Walking on Water

This a vision The Lord gave me this morning.

Oh the captain my salvation. He is not found at the helm of any ship but walking upon the waves and circumstances of life. Twelve of us are huddle together in our fishing boat waiting out the storm as we are tossed back and forth hoping for land. Suddenly we see something in the distance. Our hearts cry out in amazement as we watch the one who never sinks floating across the water. He almost passes us by. His walking upon the water is almost ghost like. We cry out at first in fear only to hear a familiar voice say “It is I!” That voice brings us comfort for He carries the power of God to save us from this storm.

He yells to us to step upon the water where He has reassured us once before that the wind and waves know His name. Again He shouts out for us to come out to Him. As I stood in amazement at the grace of His walk upon that which many before Him met their fate in sinking into darkness. He walked with so much peace as the wind and waves try to overtake Him but still His feet stood upon the liquid fear.

I had seen enough! I was too captivated by His countenance. His peace over-took all the fear in my heart. Years of my wife and family warning me of impeding storms and reminding me of those we loved that were lost in the abyss. Such is the life of a fisherman. But now all my fears have been put to rest as I find strength in His words “come!”

I reach to go over and Thomas reached out to touch my shoulder in concern. I assure Him I am fine. Shouldn’t I be He called Himself the resurrection and life as He rose that man from the dead outside Judea. I place my foot down only to find solid ground. It’s like I am standing on His literal words. Many times I have placed this foot in the sea only to sink but my reality has changed. It’s as the laws of nature have been made subject to me.
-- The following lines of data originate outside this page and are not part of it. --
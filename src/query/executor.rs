use crate::catalog::{Catalog, Temple};
use crate::query::filter::matches;
use crate::query::insights::{aggregate, Insights};
use crate::query::scorer::{NormalizedQuery, Scorer, ScoringWeights};
use crate::query::state::{QueryState, SortOrder};
use serde::Serialize;

/// A temple paired with its computed relevance score
#[derive(Debug, Clone, Copy, PartialEq, Serialize)]
pub struct ScoredResult<'a> {
    pub temple: &'a Temple,
    pub score: f64,
}

/// Ranked results together with the insights computed over them
#[derive(Debug, Clone, PartialEq, Serialize)]
pub struct QueryOutput<'a> {
    pub results: Vec<ScoredResult<'a>>,
    pub insights: Insights,
}

/// Query engine over a borrowed, immutable catalog
#[derive(Debug, Clone)]
pub struct QueryEngine<'a> {
    catalog: &'a Catalog,
    scorer: Scorer,
}

impl<'a> QueryEngine<'a> {
    pub fn new(catalog: &'a Catalog) -> Self {
        Self {
            catalog,
            scorer: Scorer::with_defaults(),
        }
    }

    /// Create engine with custom scoring weights
    pub fn with_scoring_weights(catalog: &'a Catalog, weights: ScoringWeights) -> Self {
        Self {
            catalog,
            scorer: Scorer::new(weights),
        }
    }

    pub fn catalog(&self) -> &'a Catalog {
        self.catalog
    }

    /// Score, filter and sort the catalog for `state`
    pub fn run(&self, state: &QueryState) -> Vec<ScoredResult<'a>> {
        let query = NormalizedQuery::new(&state.search_term);

        let mut results: Vec<ScoredResult<'a>> = self
            .catalog
            .entries()
            .map(|(temple, text)| ScoredResult {
                temple,
                score: self.scorer.score_text(temple, text, &query),
            })
            .filter(|r| matches(r.temple, state))
            .collect();

        sort_results(&mut results, state.sort);

        tracing::debug!(
            query = query.as_str(),
            sort = %state.sort,
            filtered = state.has_active_filters(),
            results = results.len(),
            "ran query"
        );

        results
    }

    /// Run the query and aggregate insights over its results
    pub fn execute(&self, state: &QueryState) -> QueryOutput<'a> {
        let results = self.run(state);
        let insights = aggregate(&results);
        QueryOutput { results, insights }
    }
}

/// Run `state` against `catalog` with default scoring weights
pub fn run_query<'a>(catalog: &'a Catalog, state: &QueryState) -> Vec<ScoredResult<'a>> {
    QueryEngine::new(catalog).run(state)
}

/// Stable sort, so equal keys keep catalog order
fn sort_results(results: &mut [ScoredResult<'_>], order: SortOrder) {
    match order {
        SortOrder::Relevance => {
            results.sort_by(|a, b| b.score.total_cmp(&a.score));
        }
        SortOrder::Oldest => {
            results.sort_by_key(|r| r.temple.founded);
        }
        // Exact reverse of oldest, ties included
        SortOrder::Newest => {
            results.sort_by_key(|r| r.temple.founded);
            results.reverse();
        }
        SortOrder::Significance => {
            results.sort_by(|a, b| {
                b.temple
                    .significance_score
                    .total_cmp(&a.temple.significance_score)
            });
        }
    }
}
I look back at Andrew and smile. I quickly place my other foot upon the water and stand with my full weight. I still remember hearing James under his breath say, “how can this be!” I again fasten my eyes on the captain of my salvation who is no longer walking but with an inviting smile and a gesture of with His hand he invites me to walk with Him. I begin to take step after step which only builds confidence with in my heart. The world begins to fade as His smile overtakes me. I felt His pleasure toward me in my heart. As I walked with all obedience and faith toward Him I hear a shout from the boat. It was John screaming for me to wait as he started climbing over the boat. He longed to be with our master and commander.

A moment that seemed to last a lifetime plays over and over in my heart. I can’t recall all of what happened next but I remember James grabbing John’s hand and pulling on Him saying “NO” “Look John!” As I looked out of the corner of my eye I saw a huge
wave. It was as something supernatural disturbed the water. I could no longer see Him my Teacher for I was petrified with fear with what I was beholding. As I continues to stare at my fate that was moving toward me I began to feel something wet around my legs. I screamed “HELP!” I was beginning to sinking into darkness. Peace had abandoned me in the sudden reality. I was drowning in my fear. My mind flash images of all those I had known who were lost in this watery grave. It was hopelessness that now consumed my heart. How could I have been such a fool to try something like this? No one can walk on water. We were told to fear the Sea of Galilee. It had claimed so many before me.

In the moment of darkness I recall a bright light coming toward me. Suddenly I was at war with in myself. Partly consumed with fear the other peace. The closer the light came the more peace flooded into my soul. I was no longer fighting for my life! Come to think of it I was no longer sinking. It was as the water had thickened around me. I look up through the wind and waves to where my help was coming from. I felt my soul restored. Then I saw Him the captain of my Salvation. He smiled as He shook His head almost as if He was amused. His hand reached out and grabbed mine. I found that I once again could feet the water become solid under me. I looked into His blue eyes knowing a peace that passes understanding. He pulled me to safety. I was now fully on top of the water. With His hand still clenching mine I fell before Him worshiping Him.

We both began to walk to the boat in the midst of a storm but it could not touch us. He comforted me as we walked to the boat. He told me that I was the first of the sons of men to do such a things. He told me that I would do greater things after He leaves. I told Him I never want Him to leave me. He said, Peter I will never leave you nor forsake you! The moment I touched the boat the storm stopped and the stars appeared. It was as this whole thing was to teach me something. I remembered the last storm we were in and Jesus as we called Him calmed the storm with a word and asked us this question, “Where is your faith?” I can’t explain it but when I stare into His eyes faith begins to unfold within me. It’s as He is the author of it. He is and will always be the Captained of my Salvation the lover of my soul.